In what sense does God yoke
marriage mates together?
How can elders help Christians
who have marital problems?
How should we view marriage?
START OF ARTICLE
1. How do Christians view marriage, and why?
WHEN Christians get married, they make a
vow before God—a responsibility not to
be taken lightly. (Eccl. 5:4-6) In the sense
that he is the Originator of the marital arrangement,
Jehovah has “yoked together” those united in wedlock.
(Mark 10:9) This yoke exists in God’s sight regardless
of the laws that sanctioned the wedding.
Servants of Jehovah should view marriage as a binding
arrangement whether they were his worshippers
at the time of their wedding or not.
COMMENTS
Christians = only jws
Baptism is a vow, marriage is a vow, yet getting married at 10 as a jw is severely frowned on by the WTS, but not baptism. Is marriage a lesser vow then?
So if non-jws get married they are not responsible to the god of the bible, their marriage is not valid? Do non-jws have to get remarried when becoming jws as they are required to get rebaptized?
Servants of Jehovah = only jws
The religious aspect of marriage was more important to the WTS in that they allowed jws to marry and remarry that did not fulfill the laws of the country they lived in, those that did not allow divorce.
***True Peace book tp chap.13p.148par.16***
What if the laws of a land do not allow any divorce, even on the ground of sexual immorality? An innocent mate in such a case might be able to obtain a divorce in a country where divorce is permitted. Circumstances, of course, may not allow for this. But some form of legal separation may be available in one’s own country and could be sought. Whatever the case, the innocent mate could separate from the guilty one and present definite proof of Scriptural ground for divorce to the overseers in the local congregation of Jehovah’s Witnesses. What if that person were later to decide to take another mate? The congregation would not act to remove him as an adulterer if he provided the congregation with a written statement containing a vow of faithfulness to the present mate and an agreement to obtain a legal marriage certificate if the former marriage should be dissolved either legally or by death. Nevertheless, the individual would have to face whatever consequences might result as far as the world outside the congregation is concerned. For the world does not generally recognize that God’s law is superior to human laws and that human laws have only relative authority.—Compare Acts 5:29.
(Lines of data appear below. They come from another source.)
//! Three-hop exchange from a consumer access token to a game session token.

mod wire;

use std::time::Duration;

use reqwest::header::{HeaderMap, HeaderValue, ACCEPT};
use serde::de::DeserializeOwned;
use serde::Serialize;

use crate::auth::{ConsumerToken, GameSessionToken};
use crate::config::ExchangeConfig;
use crate::error::{AuthError, ExchangeHop, HopFailure};
use crate::util::timeout::{clamp_timeout, with_timeout};
use wire::{
    PlatformProperties, PlatformRejection, RegionalProperties, SessionRequest, SessionResponse,
    TokenRequest, TokenResponse,
};

const CONTRACT_VERSION_HEADER: &str = "x-xbl-contract-version";

struct RegionalIdentityToken {
    token: String,
    user_hash: String,
}

struct PlatformAuthorizationToken {
    token: String,
    user_hash: String,
}

/// Pure HTTP chain: consumer token → regional token → platform token → session token.
///
/// Hops run strictly in order and each consumes the previous hop's output.
/// The first failing hop short-circuits the chain with an error naming it;
/// nothing is retried or cached here.
///
/// # Example
/// ```no_run
/// use portcullis::auth::ConsumerToken;
/// use portcullis::config::ExchangeConfig;
/// use portcullis::exchange::GameServiceTokenExchanger;
///
/// # async fn run(consumer: ConsumerToken) -> portcullis::error::Result<()> {
/// let exchanger = GameServiceTokenExchanger::new(ExchangeConfig::default());
/// let session = exchanger.exchange(&consumer).await?;
/// println!("session expires at {}", session.expires_at);
/// # Ok(())
/// # }
/// ```
#[derive(Debug, Clone)]
pub struct GameServiceTokenExchanger {
    client: reqwest::Client,
    config: ExchangeConfig,
    hop_timeout: Duration,
}

impl GameServiceTokenExchanger {
    pub fn new(config: ExchangeConfig) -> Self {
        let hop_timeout = config.hop_timeout();
        Self {
            client: reqwest::Client::new(),
            config,
            hop_timeout,
        }
    }

    /// Override the per-hop timeout taken from the config. Values under one
    /// second are raised to one second.
    pub fn with_hop_timeout(mut self, timeout: Duration) -> Self {
        self.hop_timeout = clamp_timeout(timeout);
        self
    }

    pub fn with_client(mut self, client: reqwest::Client) -> Self {
        self.client = client;
        self
    }

    pub async fn exchange(&self, consumer: &ConsumerToken) -> Result<GameSessionToken, AuthError> {
        let regional = self.regional_hop(&consumer.access_token).await?;
        let platform = self.platform_hop(regional).await?;
        let session = self.session_hop(platform).await?;
        tracing::info!(
            expires_in = session.expires_in,
            "Game session token issued"
        );
        Ok(session)
    }

    async fn regional_hop(&self, consumer_token: &str) -> Result<RegionalIdentityToken, AuthError> {
        let hop = ExchangeHop::Regional;
        let body = TokenRequest {
            properties: RegionalProperties {
                auth_method: "RPS",
                site_name: self.config.site_name.clone(),
                rps_ticket: format!("d={consumer_token}"),
            },
            relying_party: self.config.regional_relying_party.clone(),
            token_type: "JWT",
        };
        let resp: TokenResponse = self
            .post(hop, &self.config.regional_url, &body, xbl_headers())
            .await?;
        let user_hash = resp
            .user_hash()
            .ok_or_else(|| missing_claim(hop))?
            .to_string();
        Ok(RegionalIdentityToken {
            token: resp.token,
            user_hash,
        })
    }

    async fn platform_hop(
        &self,
        regional: RegionalIdentityToken,
    ) -> Result<PlatformAuthorizationToken, AuthError> {
        let hop = ExchangeHop::Platform;
        let body = TokenRequest {
            properties: PlatformProperties {
                sandbox_id: self.config.sandbox_id.clone(),
                user_tokens: vec![regional.token],
            },
            relying_party: self.config.platform_relying_party.clone(),
            token_type: "JWT",
        };
        let resp: TokenResponse = self
            .post(hop, &self.config.platform_url, &body, xbl_headers())
            .await?;
        let user_hash = resp
            .user_hash()
            .ok_or_else(|| missing_claim(hop))?
            .to_string();
        if user_hash != regional.user_hash {
            tracing::debug!("Platform hop returned a different user hash than the regional hop");
        }
        Ok(PlatformAuthorizationToken {
            token: resp.token,
            user_hash,
        })
    }

    async fn session_hop(
        &self,
        platform: PlatformAuthorizationToken,
    ) -> Result<GameSessionToken, AuthError> {
        let hop = ExchangeHop::Session;
        let body = SessionRequest {
            identity_token: format!(
                "{} x={};{}",
                self.config.identity_scheme, platform.user_hash, platform.token
            ),
        };
        let resp: SessionResponse = self
            .post(hop, &self.config.session_url, &body, HeaderMap::new())
            .await?;
        if resp.access_token.is_empty() {
            return Err(AuthError::exchange(
                hop,
                HopFailure::MissingClaim("access_token".to_string()),
            ));
        }
        let token = GameSessionToken::try_new(resp.access_token, resp.token_type, resp.expires_in)
            .ok_or_else(|| {
                AuthError::exchange(
                    hop,
                    HopFailure::Malformed(format!("expires_in out of range: {}", resp.expires_in)),
                )
            })?;
        Ok(token.with_username(resp.username))
    }

    async fn post<B, R>(
        &self,
        hop: ExchangeHop,
        url: &str,
        body: &B,
        headers: HeaderMap,
    ) -> Result<R, AuthError>
    where
        B: Serialize + ?Sized,
        R: DeserializeOwned,
    {
        let stage = hop.to_string();
        with_timeout(&stage, self.hop_timeout, async {
            let resp = self
                .client
                .post(url)
                .header(ACCEPT, "application/json")
                .headers(headers)
                .json(body)
                .send()
                .await
                .map_err(|e| transport_error(hop, e))?;

            let status = resp.status();
            if !status.is_success() {
                let text = resp.text().await.unwrap_or_default();
                tracing::debug!(hop = %hop, status = status.as_u16(), "Exchange hop rejected");
                return Err(AuthError::exchange(
                    hop,
                    HopFailure::Status {
                        status: status.as_u16(),
                        detail: rejection_detail(hop, &text),
                    },
                ));
            }

            let bytes = resp.bytes().await.map_err(|e| transport_error(hop, e))?;
            let parsed = serde_json::from_slice(&bytes)
                .map_err(|e| AuthError::exchange(hop, HopFailure::Malformed(e.to_string())))?;
            tracing::debug!(hop = %hop, "Exchange hop succeeded");
            Ok(parsed)
        })
        .await
    }
}

fn xbl_headers() -> HeaderMap {
    let mut headers = HeaderMap::new();
    headers.insert(CONTRACT_VERSION_HEADER, HeaderValue::from_static("1"));
    headers
}

fn missing_claim(hop: ExchangeHop) -> AuthError {
    AuthError::exchange(hop, HopFailure::MissingClaim("xui[0].uhs".to_string()))
}

fn transport_error(hop: ExchangeHop, error: reqwest::Error) -> AuthError {
    if error.is_timeout() {
        return AuthError::NetworkTimeout {
            stage: hop.to_string(),
            after_ms: 0,
        };
    }
    AuthError::exchange(hop, HopFailure::Transport(error.to_string()))
}

fn rejection_detail(hop: ExchangeHop, body: &str) -> Option<String> {
    if hop == ExchangeHop::Platform {
        if let Ok(rejection) = serde_json::from_str::<PlatformRejection>(body) {
            if let Some(detail) = rejection.xerr.and_then(describe_xerr) {
                return Some(detail.to_string());
            }
            if let Some(message) = rejection.message.filter(|m| !m.is_empty()) {
                return Some(message);
            }
        }
    }
    let trimmed = body.trim();
    if trimmed.is_empty() {
        None
    } else {
        Some(trimmed.chars().take(200).collect())
    }
}

/// Readable reason for a platform-hop `XErr` code.
pub fn describe_xerr(code: u64) -> Option<&'static str> {
    match code {
        2148916233 => Some("the account has no platform profile; create one before signing in"),
        2148916235 => Some("the platform service is not available in the account's region"),
        2148916236 | 2148916237 => Some("the account requires adult verification"),
        2148916238 => Some("child accounts must be added to a family by an adult"),
        _ => None,
    }
}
*** w77 3/15 pp.183-184 par.31***
“I, ......., do here declare that I have accepted .......... as my mate in marital relationship; that I have done all within my ability to obtain legal recognition of this relationship by the proper public authorities and that it is because of having been unable to do so that I therefore make this declaration pledging faithfulness in this marital relationship. I recognize this relationship as a binding tie before Jehovah God and before all persons, to be held to and honored in full accord with the principles of God’s Word. I will continue to seek the means to obtain legal recognition of this relationship by the civil authorities and if at any future time a change in circumstances makes this possible I promise to legalize this union.
“Signed this .......... day of ........., 19..... Witnesses to my signing: .....................................”
2. What questions will be considered in this article?
2 A successful marriage can result in great happiness.
But what can be done if the marital bond
is strained? Can a weakened marriage be strengthened?
What help is there for those whose marital
peace is threatened?
COMMENTS
Amazingly, the marriages I saw that were most likely to be strained and end in divorce were elders…in fact, 4 in the last 2 years in the last congregation I attended. Hmmmm…………so do they teach by example?
WILL IT BE A JOY OR A HEARTACHE?
3, 4. What may happen if a person makes an unwise decision
when choosing a marriage mate?
3 When a Christian’s marriage succeeds, it is a
joy and brings honor to Jehovah. If it fails, it is a
heartache at best. An unmarried Christian who is
contemplating wedlock is in a position to get marriage
off to a fine start by following God’s guidance.
On the other hand, a person who makes an unwise
decision when choosing a husband or a wife may
experience dissatisfaction and grief. For instance,
some youths begin dating when they are not ready
for the responsibilities associated with married life.
Certain individuals find a prospective mate on the
Internet and rush into what proves to be a very unhappy
marriage. Others commit a serious sin during
courtship and marry anyway, but
they may begin their married life with
little respect for each other.
COMMENTS
Christian’s marriage = only jws
God’s guidance or WTS guidance? Remember this is the same god that allowed polygamy. And did not allow women to divorce their mates but allowed men to divorce wives for reasons other than adultery.
Unwise decision = marry a non-jw
Youths begin dating…not ready for married life---what age, 9, 13, 15? But old enough to get baptized?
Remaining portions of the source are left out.